Des petits qui mordent : qu’ont-ils à nous apprendre?

Je travaille en pouponnière double auprès de 10 enfants âgés entre 8 et 16 mois. Nous vivons régulièrement des périodes intenses de « mordage ». Bien que nous arrivions à éviter plusieurs morsures, d’autres surviennent sans que nous ayons eu le temps d’intervenir. Nous ne savons plus quoi faire pour dissuader les enfants de mordre. Nous avons essayé les anneaux de dentition, les « j’aime pas ça » « non » « bobo » et le retrait, mais rien ne semble durer. Les parents commencent à en avoir marre d’apprendre que leur enfant a été mordu ou a mordu.»

Par Nicole Malenfant

Comportement exaspérant, s’il en est un, que celui d’un enfant qui mord, davantage que les coups, les griffures ou les bousculades. Et que dire de la morsure au visage qui renvoie au sentiment d’une conduite animale. Bien que la grande majorité des morsures soient sans gravité, elle demeure une source de stress qu’on ne souhaite pas voir durer.

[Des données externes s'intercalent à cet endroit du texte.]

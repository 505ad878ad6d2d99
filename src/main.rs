use anyhow::Result;
use focuslog::cli::run_cli;
use tracing::error;

#[tokio::main]
async fn main() -> Result<()> {
    run_cli().await.inspect_err(|e| {
        error!("Error running cli {e:?}");
    })?;
    Ok(())
}
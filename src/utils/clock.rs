use chrono::{DateTime, Local, NaiveDate, Utc};

use super::time::logical_date;

/// Represents an entity responsible for providing dates across application. This can allow it to
/// be used for testing
pub trait Clock: Sync + Send + 'static {
    fn time(&self) -> DateTime<Utc>;

    /// Current logical date in the local timezone.
    fn today(&self, boundary_hour: u32) -> NaiveDate {
        logical_date(&self.time().with_timezone(&Local), boundary_hour)
    }
}

pub struct DefaultClock;

impl Clock for DefaultClock {
    fn time(&self) -> DateTime<Utc> {
        Utc::now()
    }
}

Des besoins derrière le comportement

Différentes raisons peuvent expliquer les morsures. Le plus souvent, il y a des besoins non comblés qui se trouvent derrière ce comportement. Certains enfants mordent parce qu’ils commencent à faire leurs dents ce qui peut être le cas chez des plus petits, d’autres pour expérimenter la texture et le goût ou pour attirer l’attention. Il y a aussi ceux qui le font soit pour se défendre lorsqu’ils se sentent menacés, soit pour obtenir un jouet, une place ou un espace vital convoité, pour tenter d’entrer en contact avec un semblable, pour imiter d’autres qui mordent ou pour exprimer une émotion forte (frustration, joie, affection, etc.). À deux ans, l’enfant « n’a pas l’intention de faire mal et ne réalise pas vraiment le lien entre son acte et la souffrance de l’autre. Il teste son pouvoir de déclencher des cris », précise la psychologue, Isabelle Filliozat1.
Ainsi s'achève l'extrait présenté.